Using the listing below, show all lines that hold the word "remaining".
"""
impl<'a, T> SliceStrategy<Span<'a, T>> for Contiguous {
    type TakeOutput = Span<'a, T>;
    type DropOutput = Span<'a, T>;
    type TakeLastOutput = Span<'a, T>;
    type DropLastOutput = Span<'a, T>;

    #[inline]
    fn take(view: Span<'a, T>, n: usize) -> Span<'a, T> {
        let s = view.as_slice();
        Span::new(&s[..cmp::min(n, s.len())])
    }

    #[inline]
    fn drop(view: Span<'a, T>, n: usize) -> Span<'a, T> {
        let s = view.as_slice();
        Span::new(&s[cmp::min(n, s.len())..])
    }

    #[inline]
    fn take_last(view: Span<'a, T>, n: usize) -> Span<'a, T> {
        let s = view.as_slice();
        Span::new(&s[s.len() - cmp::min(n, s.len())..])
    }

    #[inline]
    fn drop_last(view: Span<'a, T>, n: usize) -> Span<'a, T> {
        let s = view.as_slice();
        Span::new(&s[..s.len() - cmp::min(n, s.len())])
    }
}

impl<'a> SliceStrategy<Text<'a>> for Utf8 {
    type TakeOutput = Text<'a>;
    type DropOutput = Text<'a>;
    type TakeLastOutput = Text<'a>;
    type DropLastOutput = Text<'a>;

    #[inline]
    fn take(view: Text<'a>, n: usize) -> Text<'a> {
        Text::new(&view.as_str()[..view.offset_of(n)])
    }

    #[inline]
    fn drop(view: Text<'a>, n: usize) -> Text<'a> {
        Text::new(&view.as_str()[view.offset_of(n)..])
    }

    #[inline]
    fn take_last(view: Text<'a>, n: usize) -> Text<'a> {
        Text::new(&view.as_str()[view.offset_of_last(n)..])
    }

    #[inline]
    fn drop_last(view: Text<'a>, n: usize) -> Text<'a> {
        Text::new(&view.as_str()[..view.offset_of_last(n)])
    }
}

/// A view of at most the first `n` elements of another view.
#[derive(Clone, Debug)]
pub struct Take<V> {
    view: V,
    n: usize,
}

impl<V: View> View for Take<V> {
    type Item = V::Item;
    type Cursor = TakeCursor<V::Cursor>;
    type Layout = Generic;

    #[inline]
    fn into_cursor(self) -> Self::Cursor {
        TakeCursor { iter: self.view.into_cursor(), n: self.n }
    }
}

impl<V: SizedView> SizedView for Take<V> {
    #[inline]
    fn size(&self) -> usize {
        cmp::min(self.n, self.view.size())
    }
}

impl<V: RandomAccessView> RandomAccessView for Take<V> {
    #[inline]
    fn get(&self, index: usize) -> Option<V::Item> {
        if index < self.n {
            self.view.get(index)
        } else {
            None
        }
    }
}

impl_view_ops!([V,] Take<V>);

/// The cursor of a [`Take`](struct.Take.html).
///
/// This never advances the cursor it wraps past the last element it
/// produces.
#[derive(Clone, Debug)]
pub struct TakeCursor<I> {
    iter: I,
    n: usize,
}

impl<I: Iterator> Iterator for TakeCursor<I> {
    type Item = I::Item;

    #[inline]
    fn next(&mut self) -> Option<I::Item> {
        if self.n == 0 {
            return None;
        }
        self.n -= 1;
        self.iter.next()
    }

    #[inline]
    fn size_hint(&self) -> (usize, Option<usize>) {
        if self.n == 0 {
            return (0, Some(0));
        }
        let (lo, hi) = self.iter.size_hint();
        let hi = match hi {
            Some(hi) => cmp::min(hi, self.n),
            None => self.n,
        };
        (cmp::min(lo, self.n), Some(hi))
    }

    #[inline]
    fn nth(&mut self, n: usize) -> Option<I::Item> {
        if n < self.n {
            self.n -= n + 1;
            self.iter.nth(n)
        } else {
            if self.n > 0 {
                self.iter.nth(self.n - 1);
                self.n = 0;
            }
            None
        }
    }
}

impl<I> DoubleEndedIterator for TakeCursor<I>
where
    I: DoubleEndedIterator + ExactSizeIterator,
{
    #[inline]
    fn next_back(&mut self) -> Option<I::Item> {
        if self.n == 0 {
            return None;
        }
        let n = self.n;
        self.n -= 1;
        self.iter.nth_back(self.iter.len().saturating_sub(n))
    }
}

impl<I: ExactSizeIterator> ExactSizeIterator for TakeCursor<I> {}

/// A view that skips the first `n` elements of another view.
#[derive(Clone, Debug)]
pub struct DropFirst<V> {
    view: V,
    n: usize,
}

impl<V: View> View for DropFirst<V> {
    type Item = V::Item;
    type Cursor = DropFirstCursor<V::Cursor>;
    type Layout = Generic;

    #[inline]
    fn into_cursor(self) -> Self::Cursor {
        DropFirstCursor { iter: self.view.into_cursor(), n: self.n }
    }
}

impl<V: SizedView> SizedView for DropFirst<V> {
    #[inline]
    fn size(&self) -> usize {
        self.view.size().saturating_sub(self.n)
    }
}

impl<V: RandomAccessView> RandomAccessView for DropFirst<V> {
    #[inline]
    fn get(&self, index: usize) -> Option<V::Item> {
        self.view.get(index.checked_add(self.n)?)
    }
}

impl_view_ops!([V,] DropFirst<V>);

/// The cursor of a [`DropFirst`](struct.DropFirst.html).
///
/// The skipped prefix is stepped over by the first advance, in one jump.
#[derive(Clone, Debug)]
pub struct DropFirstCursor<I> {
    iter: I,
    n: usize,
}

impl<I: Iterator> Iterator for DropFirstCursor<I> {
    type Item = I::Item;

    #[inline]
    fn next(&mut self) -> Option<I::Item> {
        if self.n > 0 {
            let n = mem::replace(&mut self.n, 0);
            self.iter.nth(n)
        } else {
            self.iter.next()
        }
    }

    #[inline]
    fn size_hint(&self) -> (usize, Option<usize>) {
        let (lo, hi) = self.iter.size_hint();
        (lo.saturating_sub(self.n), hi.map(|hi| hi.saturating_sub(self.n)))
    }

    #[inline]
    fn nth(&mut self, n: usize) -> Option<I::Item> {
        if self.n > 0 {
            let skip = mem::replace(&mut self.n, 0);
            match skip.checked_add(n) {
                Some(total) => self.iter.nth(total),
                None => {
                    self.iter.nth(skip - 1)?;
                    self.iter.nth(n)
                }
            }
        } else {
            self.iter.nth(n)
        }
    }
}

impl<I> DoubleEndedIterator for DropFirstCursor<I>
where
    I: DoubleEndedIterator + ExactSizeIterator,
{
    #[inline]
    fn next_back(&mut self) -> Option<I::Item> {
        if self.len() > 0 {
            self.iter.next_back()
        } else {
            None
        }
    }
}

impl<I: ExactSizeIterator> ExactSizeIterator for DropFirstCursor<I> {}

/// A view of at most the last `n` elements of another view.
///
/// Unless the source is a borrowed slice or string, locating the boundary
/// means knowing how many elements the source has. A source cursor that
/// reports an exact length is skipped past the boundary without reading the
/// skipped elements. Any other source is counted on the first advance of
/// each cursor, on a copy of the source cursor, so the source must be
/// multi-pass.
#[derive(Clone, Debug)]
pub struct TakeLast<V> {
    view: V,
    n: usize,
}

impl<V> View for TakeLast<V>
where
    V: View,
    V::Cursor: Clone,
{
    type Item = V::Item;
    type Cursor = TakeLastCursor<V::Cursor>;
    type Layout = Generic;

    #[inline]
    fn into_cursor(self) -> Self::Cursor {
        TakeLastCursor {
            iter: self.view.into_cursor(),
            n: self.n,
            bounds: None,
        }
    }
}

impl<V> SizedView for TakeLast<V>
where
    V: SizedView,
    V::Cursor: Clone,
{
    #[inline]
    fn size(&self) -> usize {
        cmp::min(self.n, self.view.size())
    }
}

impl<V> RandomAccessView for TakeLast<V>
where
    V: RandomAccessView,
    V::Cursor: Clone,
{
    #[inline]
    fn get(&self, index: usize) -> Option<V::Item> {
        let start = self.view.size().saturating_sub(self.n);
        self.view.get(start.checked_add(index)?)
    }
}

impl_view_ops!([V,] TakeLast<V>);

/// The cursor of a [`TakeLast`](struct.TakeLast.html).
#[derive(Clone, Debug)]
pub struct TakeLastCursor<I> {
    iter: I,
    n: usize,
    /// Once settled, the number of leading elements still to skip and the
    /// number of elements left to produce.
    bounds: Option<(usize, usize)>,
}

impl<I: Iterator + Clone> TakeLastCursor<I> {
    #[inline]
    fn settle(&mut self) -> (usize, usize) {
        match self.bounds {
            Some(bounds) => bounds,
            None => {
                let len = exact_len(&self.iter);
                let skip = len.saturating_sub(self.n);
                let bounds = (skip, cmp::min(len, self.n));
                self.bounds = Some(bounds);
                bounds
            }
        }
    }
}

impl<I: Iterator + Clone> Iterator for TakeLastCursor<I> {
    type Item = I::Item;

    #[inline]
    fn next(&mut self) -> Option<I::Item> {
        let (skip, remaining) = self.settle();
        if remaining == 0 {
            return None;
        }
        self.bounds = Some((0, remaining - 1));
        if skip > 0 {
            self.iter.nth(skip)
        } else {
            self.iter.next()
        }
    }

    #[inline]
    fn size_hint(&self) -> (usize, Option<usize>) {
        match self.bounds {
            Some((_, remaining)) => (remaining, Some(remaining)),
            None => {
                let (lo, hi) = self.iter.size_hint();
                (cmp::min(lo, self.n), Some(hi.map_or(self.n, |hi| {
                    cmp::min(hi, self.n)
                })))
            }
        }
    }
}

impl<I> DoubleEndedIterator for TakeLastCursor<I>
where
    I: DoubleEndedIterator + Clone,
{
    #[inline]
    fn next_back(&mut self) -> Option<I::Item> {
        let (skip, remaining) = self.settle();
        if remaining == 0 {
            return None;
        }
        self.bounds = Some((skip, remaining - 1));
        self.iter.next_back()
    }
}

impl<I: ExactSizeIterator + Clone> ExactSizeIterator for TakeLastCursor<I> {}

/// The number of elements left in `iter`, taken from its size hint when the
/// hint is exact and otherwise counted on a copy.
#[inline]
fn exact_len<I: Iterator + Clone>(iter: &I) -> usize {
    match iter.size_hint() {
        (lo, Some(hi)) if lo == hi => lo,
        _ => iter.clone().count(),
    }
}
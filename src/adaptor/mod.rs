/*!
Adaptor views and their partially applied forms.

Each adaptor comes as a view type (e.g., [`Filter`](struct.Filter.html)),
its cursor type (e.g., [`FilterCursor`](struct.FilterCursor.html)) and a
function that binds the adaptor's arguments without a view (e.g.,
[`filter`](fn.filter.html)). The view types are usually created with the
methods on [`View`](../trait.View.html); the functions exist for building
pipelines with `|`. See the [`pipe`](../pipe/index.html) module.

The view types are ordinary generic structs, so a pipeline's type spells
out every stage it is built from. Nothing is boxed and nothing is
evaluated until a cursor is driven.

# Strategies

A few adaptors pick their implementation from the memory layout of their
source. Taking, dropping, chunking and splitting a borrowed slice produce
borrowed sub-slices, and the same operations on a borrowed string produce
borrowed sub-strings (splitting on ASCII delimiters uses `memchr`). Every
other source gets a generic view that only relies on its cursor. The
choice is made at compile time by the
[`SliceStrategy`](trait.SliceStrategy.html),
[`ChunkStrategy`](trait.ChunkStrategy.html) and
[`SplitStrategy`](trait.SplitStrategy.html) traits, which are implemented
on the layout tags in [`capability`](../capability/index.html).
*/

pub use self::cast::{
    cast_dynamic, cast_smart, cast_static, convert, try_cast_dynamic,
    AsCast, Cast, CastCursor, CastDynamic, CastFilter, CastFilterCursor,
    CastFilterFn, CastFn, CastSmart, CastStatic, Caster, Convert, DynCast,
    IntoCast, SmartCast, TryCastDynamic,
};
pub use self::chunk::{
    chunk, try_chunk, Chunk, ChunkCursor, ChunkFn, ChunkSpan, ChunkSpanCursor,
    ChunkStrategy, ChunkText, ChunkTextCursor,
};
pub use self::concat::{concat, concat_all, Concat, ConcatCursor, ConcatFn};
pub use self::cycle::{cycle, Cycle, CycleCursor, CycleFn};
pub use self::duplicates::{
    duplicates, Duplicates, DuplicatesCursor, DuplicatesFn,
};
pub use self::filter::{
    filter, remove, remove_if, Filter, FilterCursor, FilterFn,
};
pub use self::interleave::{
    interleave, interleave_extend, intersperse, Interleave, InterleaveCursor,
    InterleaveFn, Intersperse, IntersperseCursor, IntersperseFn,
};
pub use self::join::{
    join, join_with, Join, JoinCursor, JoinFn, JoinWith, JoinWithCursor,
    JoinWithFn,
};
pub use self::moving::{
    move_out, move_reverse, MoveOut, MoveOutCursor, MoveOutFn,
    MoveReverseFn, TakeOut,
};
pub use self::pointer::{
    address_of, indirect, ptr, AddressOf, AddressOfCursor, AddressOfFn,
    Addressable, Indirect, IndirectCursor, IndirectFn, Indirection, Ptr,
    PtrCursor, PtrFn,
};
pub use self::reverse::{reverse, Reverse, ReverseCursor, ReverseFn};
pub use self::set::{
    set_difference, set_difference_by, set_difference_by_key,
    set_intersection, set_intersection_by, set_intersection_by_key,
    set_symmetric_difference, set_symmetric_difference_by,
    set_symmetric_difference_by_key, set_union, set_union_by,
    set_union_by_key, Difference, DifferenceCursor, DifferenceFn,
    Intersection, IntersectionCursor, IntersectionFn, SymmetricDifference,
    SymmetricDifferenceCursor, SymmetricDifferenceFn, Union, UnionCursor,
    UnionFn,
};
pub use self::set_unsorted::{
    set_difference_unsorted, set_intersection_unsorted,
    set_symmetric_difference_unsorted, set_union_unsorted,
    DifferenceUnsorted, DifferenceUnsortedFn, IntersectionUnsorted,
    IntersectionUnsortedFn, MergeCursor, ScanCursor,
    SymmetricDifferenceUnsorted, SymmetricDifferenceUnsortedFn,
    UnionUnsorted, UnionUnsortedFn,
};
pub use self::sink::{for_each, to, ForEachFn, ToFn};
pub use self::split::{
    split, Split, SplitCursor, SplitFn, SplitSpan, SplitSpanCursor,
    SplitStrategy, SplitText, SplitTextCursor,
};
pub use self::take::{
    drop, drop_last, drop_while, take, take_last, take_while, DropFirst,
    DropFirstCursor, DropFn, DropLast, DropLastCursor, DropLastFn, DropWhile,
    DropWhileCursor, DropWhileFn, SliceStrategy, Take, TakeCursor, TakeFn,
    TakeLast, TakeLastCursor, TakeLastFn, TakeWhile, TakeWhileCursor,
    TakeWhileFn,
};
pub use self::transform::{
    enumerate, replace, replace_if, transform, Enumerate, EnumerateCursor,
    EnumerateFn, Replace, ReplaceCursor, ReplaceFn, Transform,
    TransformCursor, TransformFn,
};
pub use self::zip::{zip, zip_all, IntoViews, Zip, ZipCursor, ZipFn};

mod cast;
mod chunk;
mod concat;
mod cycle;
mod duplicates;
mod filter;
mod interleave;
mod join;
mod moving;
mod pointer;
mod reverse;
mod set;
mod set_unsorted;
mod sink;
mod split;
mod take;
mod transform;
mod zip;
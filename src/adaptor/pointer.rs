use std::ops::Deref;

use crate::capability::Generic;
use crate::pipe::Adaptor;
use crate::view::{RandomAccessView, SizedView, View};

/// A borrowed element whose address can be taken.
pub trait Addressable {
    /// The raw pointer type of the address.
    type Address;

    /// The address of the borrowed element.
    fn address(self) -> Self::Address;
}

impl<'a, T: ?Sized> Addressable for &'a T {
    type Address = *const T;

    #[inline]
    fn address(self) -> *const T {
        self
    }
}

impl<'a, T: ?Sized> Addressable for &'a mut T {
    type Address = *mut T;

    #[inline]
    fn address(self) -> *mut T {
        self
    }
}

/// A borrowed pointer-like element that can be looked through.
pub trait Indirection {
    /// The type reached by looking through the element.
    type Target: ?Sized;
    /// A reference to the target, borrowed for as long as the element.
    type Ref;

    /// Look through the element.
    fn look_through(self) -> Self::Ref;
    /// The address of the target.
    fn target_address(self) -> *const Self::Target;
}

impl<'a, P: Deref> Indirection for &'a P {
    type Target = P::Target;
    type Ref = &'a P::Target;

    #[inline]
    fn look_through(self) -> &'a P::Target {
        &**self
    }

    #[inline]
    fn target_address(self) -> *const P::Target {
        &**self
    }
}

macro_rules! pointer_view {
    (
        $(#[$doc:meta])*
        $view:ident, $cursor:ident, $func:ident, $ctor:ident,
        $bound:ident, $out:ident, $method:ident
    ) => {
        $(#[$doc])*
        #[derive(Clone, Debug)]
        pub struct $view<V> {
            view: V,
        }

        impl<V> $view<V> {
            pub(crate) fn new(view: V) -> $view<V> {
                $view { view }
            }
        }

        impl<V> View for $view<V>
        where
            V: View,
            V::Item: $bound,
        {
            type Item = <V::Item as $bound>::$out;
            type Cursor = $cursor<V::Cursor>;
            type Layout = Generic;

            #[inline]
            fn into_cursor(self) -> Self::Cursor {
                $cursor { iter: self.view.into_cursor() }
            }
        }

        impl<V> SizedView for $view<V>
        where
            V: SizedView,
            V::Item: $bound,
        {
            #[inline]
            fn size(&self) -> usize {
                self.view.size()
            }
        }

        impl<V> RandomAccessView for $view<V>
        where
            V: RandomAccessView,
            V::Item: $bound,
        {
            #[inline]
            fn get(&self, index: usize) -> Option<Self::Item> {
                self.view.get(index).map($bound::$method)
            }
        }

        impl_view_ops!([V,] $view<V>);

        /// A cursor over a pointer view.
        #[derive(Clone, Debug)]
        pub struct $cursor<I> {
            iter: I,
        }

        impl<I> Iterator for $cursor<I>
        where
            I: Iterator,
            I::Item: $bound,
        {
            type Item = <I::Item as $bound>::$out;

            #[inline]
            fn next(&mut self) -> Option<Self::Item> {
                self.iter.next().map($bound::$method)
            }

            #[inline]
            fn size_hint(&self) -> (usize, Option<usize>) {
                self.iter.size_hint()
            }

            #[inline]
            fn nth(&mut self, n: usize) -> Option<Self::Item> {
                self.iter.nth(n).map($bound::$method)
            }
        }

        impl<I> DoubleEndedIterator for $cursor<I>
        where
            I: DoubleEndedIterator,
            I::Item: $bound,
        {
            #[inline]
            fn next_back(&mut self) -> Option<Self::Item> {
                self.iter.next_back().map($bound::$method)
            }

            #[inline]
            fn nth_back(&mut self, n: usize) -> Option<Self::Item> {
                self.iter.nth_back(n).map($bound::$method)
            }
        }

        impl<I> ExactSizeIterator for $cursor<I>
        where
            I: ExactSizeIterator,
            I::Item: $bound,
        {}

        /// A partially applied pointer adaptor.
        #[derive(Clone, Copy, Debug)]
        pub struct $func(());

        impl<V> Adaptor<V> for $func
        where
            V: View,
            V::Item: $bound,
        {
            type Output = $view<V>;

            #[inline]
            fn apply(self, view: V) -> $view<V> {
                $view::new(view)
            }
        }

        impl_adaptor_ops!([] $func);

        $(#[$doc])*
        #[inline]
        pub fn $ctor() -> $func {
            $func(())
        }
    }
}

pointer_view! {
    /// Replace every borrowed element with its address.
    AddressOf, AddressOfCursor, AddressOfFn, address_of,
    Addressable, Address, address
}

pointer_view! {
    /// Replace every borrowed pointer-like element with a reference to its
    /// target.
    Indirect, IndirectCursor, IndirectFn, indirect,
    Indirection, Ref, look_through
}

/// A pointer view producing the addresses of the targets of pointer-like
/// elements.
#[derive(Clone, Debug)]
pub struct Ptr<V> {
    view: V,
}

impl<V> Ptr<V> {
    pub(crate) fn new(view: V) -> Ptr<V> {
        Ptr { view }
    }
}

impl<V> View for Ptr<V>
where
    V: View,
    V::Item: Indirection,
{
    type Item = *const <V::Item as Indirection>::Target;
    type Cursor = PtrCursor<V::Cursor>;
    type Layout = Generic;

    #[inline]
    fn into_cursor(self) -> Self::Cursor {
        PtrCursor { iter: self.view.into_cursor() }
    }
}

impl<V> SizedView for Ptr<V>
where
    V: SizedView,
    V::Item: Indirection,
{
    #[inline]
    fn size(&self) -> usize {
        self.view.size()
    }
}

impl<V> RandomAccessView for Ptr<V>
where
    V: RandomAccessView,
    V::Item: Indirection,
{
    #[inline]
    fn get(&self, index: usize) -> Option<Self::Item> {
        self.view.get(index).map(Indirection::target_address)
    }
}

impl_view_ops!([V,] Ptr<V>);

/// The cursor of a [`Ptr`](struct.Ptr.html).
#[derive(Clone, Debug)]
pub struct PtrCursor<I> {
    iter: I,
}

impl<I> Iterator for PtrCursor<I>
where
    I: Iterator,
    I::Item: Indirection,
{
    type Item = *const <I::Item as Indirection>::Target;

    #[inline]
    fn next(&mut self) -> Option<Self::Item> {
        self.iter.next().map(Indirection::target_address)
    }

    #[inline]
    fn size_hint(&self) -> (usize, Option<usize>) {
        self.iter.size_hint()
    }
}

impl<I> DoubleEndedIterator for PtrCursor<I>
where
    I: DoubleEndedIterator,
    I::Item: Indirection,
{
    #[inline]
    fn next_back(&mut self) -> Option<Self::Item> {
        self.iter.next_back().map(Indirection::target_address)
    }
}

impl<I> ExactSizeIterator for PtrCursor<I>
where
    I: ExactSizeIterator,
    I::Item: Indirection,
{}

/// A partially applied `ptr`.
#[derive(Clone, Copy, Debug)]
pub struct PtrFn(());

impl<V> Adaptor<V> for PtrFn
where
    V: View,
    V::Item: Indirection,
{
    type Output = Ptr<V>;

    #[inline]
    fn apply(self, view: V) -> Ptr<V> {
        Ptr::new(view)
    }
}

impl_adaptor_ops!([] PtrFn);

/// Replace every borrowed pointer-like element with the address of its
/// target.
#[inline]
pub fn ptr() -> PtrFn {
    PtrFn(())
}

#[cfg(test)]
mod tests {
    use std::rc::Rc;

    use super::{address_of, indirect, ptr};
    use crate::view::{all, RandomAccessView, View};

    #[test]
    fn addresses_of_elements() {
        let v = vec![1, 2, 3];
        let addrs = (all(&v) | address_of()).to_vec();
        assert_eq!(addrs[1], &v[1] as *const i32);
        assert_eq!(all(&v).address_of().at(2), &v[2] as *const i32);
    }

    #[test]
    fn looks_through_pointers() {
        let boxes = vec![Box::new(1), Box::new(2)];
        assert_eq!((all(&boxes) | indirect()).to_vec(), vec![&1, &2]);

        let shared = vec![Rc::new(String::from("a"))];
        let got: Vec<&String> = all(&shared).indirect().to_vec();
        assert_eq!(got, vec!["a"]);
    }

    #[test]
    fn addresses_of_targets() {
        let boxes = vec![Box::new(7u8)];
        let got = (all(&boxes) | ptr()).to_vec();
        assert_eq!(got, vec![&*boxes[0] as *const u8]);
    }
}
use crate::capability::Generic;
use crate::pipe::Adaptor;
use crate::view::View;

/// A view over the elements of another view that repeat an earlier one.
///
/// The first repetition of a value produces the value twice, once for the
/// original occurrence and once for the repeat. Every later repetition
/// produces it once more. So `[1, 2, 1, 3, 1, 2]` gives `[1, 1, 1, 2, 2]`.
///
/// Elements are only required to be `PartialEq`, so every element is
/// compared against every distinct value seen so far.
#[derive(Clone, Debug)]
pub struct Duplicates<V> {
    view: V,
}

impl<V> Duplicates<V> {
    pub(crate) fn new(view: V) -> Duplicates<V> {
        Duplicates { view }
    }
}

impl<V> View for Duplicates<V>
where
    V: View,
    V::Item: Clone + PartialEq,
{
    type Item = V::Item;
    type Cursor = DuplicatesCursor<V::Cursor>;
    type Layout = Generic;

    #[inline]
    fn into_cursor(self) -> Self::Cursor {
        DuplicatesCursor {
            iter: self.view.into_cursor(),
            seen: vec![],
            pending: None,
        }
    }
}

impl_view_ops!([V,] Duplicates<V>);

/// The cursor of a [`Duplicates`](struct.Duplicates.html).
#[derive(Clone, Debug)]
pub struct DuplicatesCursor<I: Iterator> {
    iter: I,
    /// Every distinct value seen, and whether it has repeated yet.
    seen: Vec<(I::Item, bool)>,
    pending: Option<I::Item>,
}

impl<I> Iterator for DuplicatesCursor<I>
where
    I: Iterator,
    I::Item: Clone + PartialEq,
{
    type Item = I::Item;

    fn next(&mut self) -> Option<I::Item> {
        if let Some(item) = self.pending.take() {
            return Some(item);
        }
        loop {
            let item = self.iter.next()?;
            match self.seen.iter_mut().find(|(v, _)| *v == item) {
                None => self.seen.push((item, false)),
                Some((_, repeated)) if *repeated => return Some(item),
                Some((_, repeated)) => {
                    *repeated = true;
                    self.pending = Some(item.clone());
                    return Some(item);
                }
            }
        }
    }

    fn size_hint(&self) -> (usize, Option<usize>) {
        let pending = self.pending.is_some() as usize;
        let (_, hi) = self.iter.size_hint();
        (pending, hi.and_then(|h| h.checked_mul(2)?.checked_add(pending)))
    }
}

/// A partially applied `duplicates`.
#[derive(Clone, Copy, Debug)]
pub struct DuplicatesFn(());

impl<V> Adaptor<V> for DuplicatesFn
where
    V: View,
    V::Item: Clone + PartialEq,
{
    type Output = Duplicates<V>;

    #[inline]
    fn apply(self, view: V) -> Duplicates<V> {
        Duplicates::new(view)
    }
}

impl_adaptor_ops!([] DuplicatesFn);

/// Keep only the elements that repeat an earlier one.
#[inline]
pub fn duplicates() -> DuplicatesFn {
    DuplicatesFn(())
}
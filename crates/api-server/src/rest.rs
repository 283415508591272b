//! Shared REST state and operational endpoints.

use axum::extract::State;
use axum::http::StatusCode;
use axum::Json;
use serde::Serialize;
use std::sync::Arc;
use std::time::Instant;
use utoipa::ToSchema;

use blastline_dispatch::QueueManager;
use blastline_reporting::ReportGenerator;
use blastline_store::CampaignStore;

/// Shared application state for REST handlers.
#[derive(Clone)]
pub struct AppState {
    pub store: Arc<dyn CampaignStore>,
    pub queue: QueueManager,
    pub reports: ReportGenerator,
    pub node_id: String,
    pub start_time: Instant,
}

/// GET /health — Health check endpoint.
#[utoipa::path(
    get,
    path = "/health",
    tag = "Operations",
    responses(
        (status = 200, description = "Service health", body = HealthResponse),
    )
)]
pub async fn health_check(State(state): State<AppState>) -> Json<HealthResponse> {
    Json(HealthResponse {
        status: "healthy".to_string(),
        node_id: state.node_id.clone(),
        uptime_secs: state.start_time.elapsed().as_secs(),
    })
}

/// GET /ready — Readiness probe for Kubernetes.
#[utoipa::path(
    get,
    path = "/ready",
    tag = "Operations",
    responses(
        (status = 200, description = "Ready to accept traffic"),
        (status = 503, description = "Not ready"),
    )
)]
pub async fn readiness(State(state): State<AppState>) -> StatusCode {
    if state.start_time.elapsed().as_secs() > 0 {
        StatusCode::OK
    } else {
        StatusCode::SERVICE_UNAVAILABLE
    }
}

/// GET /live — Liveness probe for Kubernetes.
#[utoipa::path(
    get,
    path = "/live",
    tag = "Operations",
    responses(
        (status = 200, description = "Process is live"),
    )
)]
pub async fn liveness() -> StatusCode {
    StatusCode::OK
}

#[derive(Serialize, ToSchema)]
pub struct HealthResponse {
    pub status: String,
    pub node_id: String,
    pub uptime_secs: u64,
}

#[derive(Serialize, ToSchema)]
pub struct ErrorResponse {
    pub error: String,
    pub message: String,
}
"""
__RESPONSE BOX__:
        let (skip, remaining) = self.settle();
        if remaining == 0 {
        self.bounds = Some((0, remaining - 1));
            Some((_, remaining)) => (remaining, Some(remaining)),
        let (skip, remaining) = self.settle();
        if remaining == 0 {
        self.bounds = Some((skip, remaining - 1));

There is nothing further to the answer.